Most of all as a mom, because no matter what else occurs in my life I am a mom first and foremost. Am I the mom of a gay son? Not that I know of, although my youngest is not even old enough to tell which hand he’s gonna write with so it’s hard to say. And it IS, believe you me, the same kind of a thing. Plenty of science can attest to sexual orientation being a trait that develops in utero just as surely and uniquely as a fingerprint.
It is a blessing, and a part of what makes us all who we are.
But let’s say, for the sake of argument, that you think such science is BS, that homosexuality is a “choice”, or whatever. I urge you to rethink this and do a little research. Regardless, should we not be teaching our children that teasing, ridicule, pranks, etc are unacceptable for any reason? I spend more time than my kids care to think about, hammering them over the head with the whole “treat others the way you want to be treated” speech. I may not be the most devout of churchgoing individuals, but I sure as hell try to give my kids that message.
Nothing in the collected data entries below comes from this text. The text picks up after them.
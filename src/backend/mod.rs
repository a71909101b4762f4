//! Collaborator boundaries: document store, search engine, lock service.
//!
//! The engine core only talks to the outside world through the traits in
//! [`traits`]. [`memory`] provides in-process implementations used by tests,
//! demos, and single-node deployments.

pub mod memory;
pub mod traits;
Some friends of Tyler Clementi’s roommate have argued that he would have played the same prank (catching what should have been private, intimate moments on video) had Tyler been with a female instead of a male.
Umm… point being?
What was done was unacceptable, period. Gay, straight, or otherwise, we would be hard-pressed to find an individual who does not have some aspect of themselves that causes them shame and insecurity. NONE of us would want our privacy violated in such a way, or heaven forbid have those insecurities caught on video.
I sure as hell wouldn’t.
As a mom, I would be horrified to find that my child had ridiculed another or violated their rights. Or that such a thing had been done to them. Sure, kids and teens can be seriously lacking in the empathy department, but that is why it is a lesson that parents and teachers need to teach and re-teach until it is ingrained. When parents blow off or downplay bullying as “just teasing” or harmless, it tacitly condones such behavior to their children, and such actions can have far-reaching implications that we may never envision.
So please, parents, make sure your children understand the importance of treating their fellow humans the way they would want to be treated. The way YOU would want THEM to be treated.
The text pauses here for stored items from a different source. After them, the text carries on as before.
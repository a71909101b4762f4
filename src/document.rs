//! Document data structure.
//!
//! A [`Document`] is the unit the engine reads from the host store: an opaque
//! field map identified by a unique, totally-ordered string id, optionally
//! tagged with a locale. The engine never mutates documents.
//!
//! # Example
//!
//! ```
//! use search_sync::Document;
//! use serde_json::json;
//!
//! let doc = Document::from_json("doc-1", json!({
//!     "title": "Hello World",
//!     "tags": ["greeting", "demo"],
//! }))
//! .with_locale("en");
//!
//! assert_eq!(doc.id, "doc-1");
//! assert_eq!(doc.locale.as_deref(), Some("en"));
//! assert_eq!(doc.fields["title"], "Hello World");
//! ```

use serde::{Deserialize, Serialize};
use serde_json::{Map, Value};

/// Name of the primary identifier field in the host store.
///
/// Carried in the bulk action descriptor, never in an indexed body.
pub const ID_FIELD: &str = "_id";

/// A document as read from the host store.
#[derive(Debug, Clone, Serialize, Deserialize)]
pub struct Document {
    /// Unique, totally-ordered identifier.
    pub id: String,
    /// Optional partition tag. Documents without one are replicated into
    /// every known locale index.
    #[serde(default, skip_serializing_if = "Option::is_none")]
    pub locale: Option<String>,
    /// Raw field map, owned by the host store.
    pub fields: Map<String, Value>,
}

impl Document {
    /// Create a document from an explicit field map.
    pub fn new(id: impl Into<String>, fields: Map<String, Value>) -> Self {
        Self {
            id: id.into(),
            locale: None,
            fields,
        }
    }

    /// Create a document from a JSON value.
    ///
    /// Objects become the field map directly; any other value is stored
    /// under a single `value` key.
    pub fn from_json(id: impl Into<String>, value: Value) -> Self {
        let fields = match value {
            Value::Object(map) => map,
            other => {
                let mut map = Map::new();
                map.insert("value".to_string(), other);
                map
            }
        };
        Self::new(id, fields)
    }

    /// Tag the document with an explicit locale.
    #[must_use]
    pub fn with_locale(mut self, locale: impl Into<String>) -> Self {
        self.locale = Some(locale.into());
        self
    }

    /// Look up a raw field value.
    #[must_use]
    pub fn field(&self, name: &str) -> Option<&Value> {
        self.fields.get(name)
    }
}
You may think they already know it, but it doesn’t pay to assume. The way we turn this around is by promoting acceptance, and you don’t have to agree with a person’s lifestyle to treat them respectfully as equals.
No way should a sweet 18-year old kid have to suffer the kind of ridicule that makes them feel so desperate that they think they have to end their life by jumping off of a bridge. An 11-year old should not be so shaken from taunts at school that he bequeaths his Pokemon cards to his sibling and then hangs himself.
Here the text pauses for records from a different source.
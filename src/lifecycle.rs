//! Index lifecycle: create, drop, and refresh the per-locale indexes.
//!
//! `drop_all` trusts the engine's own catalog as the source of truth for
//! what exists (prefix match on the base name), because the exact set of
//! locale-derived names is not recorded anywhere else. `create_all` builds
//! one index per known locale with a text mapping for every projected field,
//! a keyword mapping for every exact shadow field, and settings composed
//! from layered partial configs.
//!
//! Settings layers, in increasing priority:
//! 1. global index settings
//! 2. global analyzer override
//! 3. per-locale settings (keyed by the locale with any `-draft` suffix stripped)
//! 4. per-locale analyzer override
//!
//! Layers are deep-merged, never replaced wholesale; see [`crate::merge`].

use std::collections::HashMap;
use std::sync::Arc;

use serde_json::{json, Map, Value};
use tracing::{debug, info};

use crate::backend::traits::SearchBackend;
use crate::config::SearchSyncConfig;
use crate::error::SyncError;
use crate::locale::{IndexNamer, LocaleSource};
use crate::merge::deep_merge;
use crate::projector::{FieldSet, EXACT_SUFFIX};

/// Suffix stripped from locale names when looking up per-locale settings,
/// so a draft variant shares its base locale's configuration.
pub const DRAFT_SUFFIX: &str = "-draft";

/// The ordered partial settings layers for index creation.
#[derive(Debug, Clone, Default)]
pub struct IndexSettingsLayers {
    pub global: Value,
    pub analyzer: Option<Value>,
    pub per_locale: HashMap<String, Value>,
    pub per_locale_analyzer: HashMap<String, Value>,
}

impl IndexSettingsLayers {
    #[must_use]
    pub fn from_config(config: &SearchSyncConfig) -> Self {
        Self {
            global: config.index_settings.clone(),
            analyzer: config.analyzer.clone(),
            per_locale: config.locale_settings.clone(),
            per_locale_analyzer: config.locale_analyzers.clone(),
        }
    }

    /// Merge the layers for one locale, later layers winning on conflicts.
    #[must_use]
    pub fn settings_for(&self, locale: &str) -> Value {
        let key = strip_draft(locale);
        let mut merged = Value::Object(Map::new());
        deep_merge(&mut merged, &self.global);
        if let Some(analyzer) = &self.analyzer {
            deep_merge(&mut merged, analyzer);
        }
        if let Some(settings) = self.per_locale.get(key) {
            deep_merge(&mut merged, settings);
        }
        if let Some(analyzer) = self.per_locale_analyzer.get(key) {
            deep_merge(&mut merged, analyzer);
        }
        merged
    }
}

/// Drop a trailing `-draft` suffix for settings lookup.
#[must_use]
pub fn strip_draft(locale: &str) -> &str {
    locale.strip_suffix(DRAFT_SUFFIX).unwrap_or(locale)
}

/// Creates and drops the physical indexes, one per locale.
#[derive(Clone)]
pub struct IndexLifecycle {
    backend: Arc<dyn SearchBackend>,
    namer: Arc<IndexNamer>,
    locales: LocaleSource,
    field_set: FieldSet,
    layers: IndexSettingsLayers,
}

impl IndexLifecycle {
    pub fn new(
        backend: Arc<dyn SearchBackend>,
        namer: Arc<IndexNamer>,
        locales: LocaleSource,
        field_set: FieldSet,
        layers: IndexSettingsLayers,
    ) -> Self {
        Self {
            backend,
            namer,
            locales,
            field_set,
            layers,
        }
    }

    /// Drop every existing index whose name starts with the base name.
    ///
    /// No-op success when nothing matches; otherwise one batched delete.
    /// Returns the number of indexes dropped.
    pub async fn drop_all(&self) -> Result<usize, SyncError> {
        let existing = self.backend.list_indexes().await?;
        let matching: Vec<String> = existing
            .into_iter()
            .filter(|name| name.starts_with(self.namer.base()))
            .collect();
        if matching.is_empty() {
            debug!(base = %self.namer.base(), "no indexes to drop");
            return Ok(0);
        }
        self.backend.delete_indexes(&matching).await?;
        info!(dropped = matching.len(), base = %self.namer.base(), "dropped search indexes");
        Ok(matching.len())
    }

    /// Create one index per known locale, in the locale source's stable
    /// order. The first per-locale failure aborts the remaining creates.
    /// Returns the number of indexes created.
    pub async fn create_all(&self) -> Result<usize, SyncError> {
        let mapping = self.mapping();
        let locales = self.locales.locales();
        for locale in &locales {
            let index = self.namer.index_for(locale)?;
            let settings = self.layers.settings_for(locale);
            self.backend
                .create_index(&index, mapping.clone(), settings)
                .await?;
            debug!(%locale, %index, "created search index");
        }
        info!(created = locales.len(), "created search indexes");
        Ok(locales.len())
    }

    /// Refresh every locale's index so recent writes become queryable.
    pub async fn refresh_all(&self) -> Result<(), SyncError> {
        for locale in self.locales.locales() {
            let index = self.namer.index_for(&locale)?;
            self.backend.refresh(&index).await?;
            debug!(%index, "refreshed search index");
        }
        Ok(())
    }

    /// Field mapping shared by every locale index: full-text analyzable
    /// type per projected field, exact/keyword type per shadow field.
    #[must_use]
    pub fn mapping(&self) -> Value {
        let mut properties = Map::new();
        for field in self.field_set.fields() {
            properties.insert(field.clone(), json!({"type": "text"}));
            properties.insert(format!("{field}{EXACT_SUFFIX}"), json!({"type": "keyword"}));
        }
        json!({ "properties": properties })
    }

    /// Merged settings for one locale (exposed for inspection).
    #[must_use]
    pub fn settings_for(&self, locale: &str) -> Value {
        self.layers.settings_for(locale)
    }
}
It is horribly, obscenely, disgustingly wrong.
I just want my kids to be healthy and happy. And I hope I am successful in teaching them to be good and decent human beings. The rest is gravy. Who they love is inconsequential so long as the happy part applies.
If you or someone you know is being bullied, or is depressed enough to be thinking about finding a permanent way out, please know this:
It REALLY does get better. That may sound like crap, but many of us have been in that dark place, and no matter how all-consuming it feels, it is NOT permanent.
I know what it’s like to hate yourself so much you think the world would be better off without you, or to have the day in and day out pain of merely showing your face in school feel like too much to handle. Or to be so fucking mad at those bullies that you think maybe you’ll show them – you’ll end it all and the blood will be on their hands, and then maybe they’ll learn.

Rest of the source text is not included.